Comemorar Portugal o dia 10 de Junho, Dia de Camões, como seu Dia Nacional, não é de somenos importância mas facto do mais alto valor simbólico.
Muitas outras datas poderiam constituir-se, não sem plena justificação, como o Dia de Portugal Do 5 de Outubro, em comemoração da assinatura do Tratado de Zamora, passando pelo 14 de Agosto, em memória da Batalha de Aljubarrota até ao 1º de Dezembro, em celebração da Independência Nacional, como ainda hoje se celebra, para referir apenas três das mais significativas, o poderiam de facto ser por tudo quanto de importante também significam na História Pátria. O Dia de Portugal é, porém, o Dia de Camões. Cousa singular e admirável, tanto quanto sabemos, sem paralelo no mundo.
Dalila Pereira da Costa, na sua obra, «O Esoterismo de Fernando Pessoa», não deixava de sublinhar, como aquela intuição de superior inteligência que a caracteriza, a intrínseca identificação do poeta, até ao limite do seu ser, com o destino da sua Pátria. Situação que, mutatis mutandis, se estende também, de algum modo, a todos os grandes poetas nacionais, a todos os grandes homens de pensamento e, mais consciente, mais inconscientemente, em alguma medida, até a todos os verdadeiros portugueses que se reconhecem como tal, as tais «almas verídicas», na expressão de Leonardo.
Unamuno chamou-nos «povo de suicidas». Não nos podia compreender. Por maior que fosse a sua admiração por poetas portugueses como Pascoaes, por mais genuína que fosse a sua amizade a Portugal, não podia compreender, não podia ter compreendido nunca, o verdadeiro drama que sempre transcorre no âmago da nossa alma, no âmago da nossa existência pátria. No âmago da nossa alma onde, mesmo nos momentos de maior treva, transcorre sempre, há sempre, uma indizível luz de saudade, como viu Pascoes; como Unamuno não poderia nunca ter visto e, menos ainda, ter compreendido este extraordinário e paradoxal povo que todos somos.
Falamos de poetas e, além de Camões e Pessoa, e Pascoes, podíamos lembrar outros mais, mas essa identificação assumiu, na verdade, a sua mais elevada, dramática, e quase diríamos mesmo trágica expressão, nos dois primeiros, Camões e Pessoa.
Quem é o poeta? É aquela «ave metafísica» que perscruta tantos os mais fundos abismos quanto os mais altos cumes e o além, aquele a quem «toda a nova realidade que vem ao mundo» visita primeiro, como diria ainda o Pascoaes?
Tudo isso, sem dúvida, e tudo o mais.
Mas é por isso que atribuímos tão alto valor simbólico o Dia de Portugal ser o Dia de Camões?
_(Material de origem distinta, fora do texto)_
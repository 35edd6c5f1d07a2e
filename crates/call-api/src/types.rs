//! Call request types
//!
//! A [`CallRequest`] is an immutable value built fresh for every call attempt.

use chrono::{SecondsFormat, Utc};
use rand::Rng;
use serde::{Deserialize, Serialize};

/// Call action code
///
/// Serialized as the bare integer code the gateway uses.
#[derive(Debug, Clone, Copy, PartialEq, Eq, Hash, Serialize, Deserialize)]
#[serde(from = "i32", into = "i32")]
pub enum CallAction {
    /// Code 0
    Unknown,
    /// Destination call (code 2)
    Destination,
    /// Landing call, upward (code 2001)
    UpDirectional,
    /// Landing call, downward (code 2002)
    DownDirectional,
    /// Any other vendor code
    Other(i32),
}

impl CallAction {
    /// Integer code sent on the wire
    pub fn code(self) -> i32 {
        match self {
            CallAction::Unknown => 0,
            CallAction::Destination => 2,
            CallAction::UpDirectional => 2001,
            CallAction::DownDirectional => 2002,
            CallAction::Other(code) => code,
        }
    }
}

impl From<i32> for CallAction {
    fn from(code: i32) -> Self {
        match code {
            0 => CallAction::Unknown,
            2 => CallAction::Destination,
            2001 => CallAction::UpDirectional,
            2002 => CallAction::DownDirectional,
            other => CallAction::Other(other),
        }
    }
}

impl From<CallAction> for i32 {
    fn from(action: CallAction) -> Self {
        action.code()
    }
}

/// Candidate call for elevator service between two areas
#[derive(Debug, Clone, PartialEq, Eq, Serialize, Deserialize)]
pub struct CallRequest {
    /// Client-chosen request identifier, echoed by the gateway
    pub request_id: i32,
    /// Area the passenger is standing in
    pub source_area: i32,
    /// ISO-8601 creation time
    pub timestamp: String,
    /// Terminal the call is placed from
    pub terminal: i32,
    /// Requested action
    pub action: CallAction,
    /// Target area, absent for landing calls
    pub destination_area: Option<i32>,
    /// Requested dispatch delay in seconds
    pub delay_seconds: Option<i32>,
    /// Number of passengers travelling together
    pub group_size: Option<i32>,
}

impl CallRequest {
    /// Destination call with the gateway defaults (no delay, a single passenger).
    pub fn destination_call(source_area: i32, destination_area: i32, terminal: i32) -> Self {
        Self {
            request_id: new_request_id(),
            source_area,
            timestamp: iso_timestamp(),
            terminal,
            action: CallAction::Destination,
            destination_area: Some(destination_area),
            delay_seconds: Some(0),
            group_size: Some(1),
        }
    }

    /// Same request with another action
    pub fn with_action(mut self, action: impl Into<CallAction>) -> Self {
        self.action = action.into();
        self
    }

    /// Same request with another delay
    pub fn with_delay(mut self, delay_seconds: Option<i32>) -> Self {
        self.delay_seconds = delay_seconds;
        self
    }

    /// Same request with another group size
    pub fn with_group_size(mut self, group_size: Option<i32>) -> Self {
        self.group_size = group_size;
        self
    }

    /// Same request with another destination
    pub fn with_destination(mut self, destination_area: Option<i32>) -> Self {
        self.destination_area = destination_area;
        self
    }
}

/// Server-issued correlation token for an in-flight call
#[derive(Debug, Clone, PartialEq, Eq, Serialize, Deserialize)]
pub struct SessionHandle {
    /// Session identifier
    pub session_id: String,
}

/// Request to withdraw a call identified by its session
#[derive(Debug, Clone, PartialEq, Eq, Serialize, Deserialize)]
pub struct CancelRequest {
    /// Session identifier of the call to cancel
    pub session_id: String,
}

impl From<SessionHandle> for CancelRequest {
    fn from(handle: SessionHandle) -> Self {
        Self {
            session_id: handle.session_id,
        }
    }
}

/// Random non-negative request id.
pub fn new_request_id() -> i32 {
    rand::thread_rng().gen_range(0..i32::MAX)
}

/// Current UTC time with millisecond precision, `Z` suffixed.
pub fn iso_timestamp() -> String {
    Utc::now().to_rfc3339_opts(SecondsFormat::Millis, true)
}

/// Floor number of an area code.
pub fn floor_of(area: i32) -> i32 {
    area / 1000
}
Por tudo isso, sem dúvida, mas não apenas por isso: por iluminar o vínculo inscindível entre o espírito e a Pátria, realidade transcendente que só pelo pensamento é passível de se tornar real.
Bem o sabem, antes de todos, os poetas. Se Afonso Henriques nos deu a independência política e Nuno Álvares Pereira no-la garantiu quando já portugueses verdadeiramente o éramos, foi ainda um poeta que nos deu a real independência espiritual, se assim podemos dizer, D. Dinis, ao ter determinado e obrigado todos os documentos oficiais passarem a ser escritos em português de lei.
Hoje, nesta idade sombria, sem iniciação poética, e menos ainda filosófica, perdidos, consequentemente, numa desalmada razão prática, sem transcendência nem verdadeira realidade, quando o respeito pela língua é já escasso ou nulo, talvez tudo isto se afigure a muitos, a quase todos, pouco, muito pouco. Mas é deste pouco, deste muito pouco, que tudo afinal depende.
2 comentários:
Caro Gonçalo,
Faço votos de que esta sua nova aventura seja bem sucedida. A sua saída do "Geração de 60" deixou orfã uma ideia que ninguém foi capaz de substituir. Virei sempre lê-lo e, se não se importar, dialogar consigo sobre esse pouco, muito pouco, de que afinal tudo depende. Para exclusivo benefício meu.
Caro Manuel,
Tanto me surpreende quanto me honra a sua tão imprevista quanto inesperada visita e, devo acrescentar, nada me dá mais ânimo e gosto sabê-lo, desde já, crítico leitor, na perspectiva de um dia podermos retomar os nossos fundos e acessos diálogos em busca de mais iluminação ou luz, sem querer parecer presunçoso. Afinal, não é também isso quanto mais conta?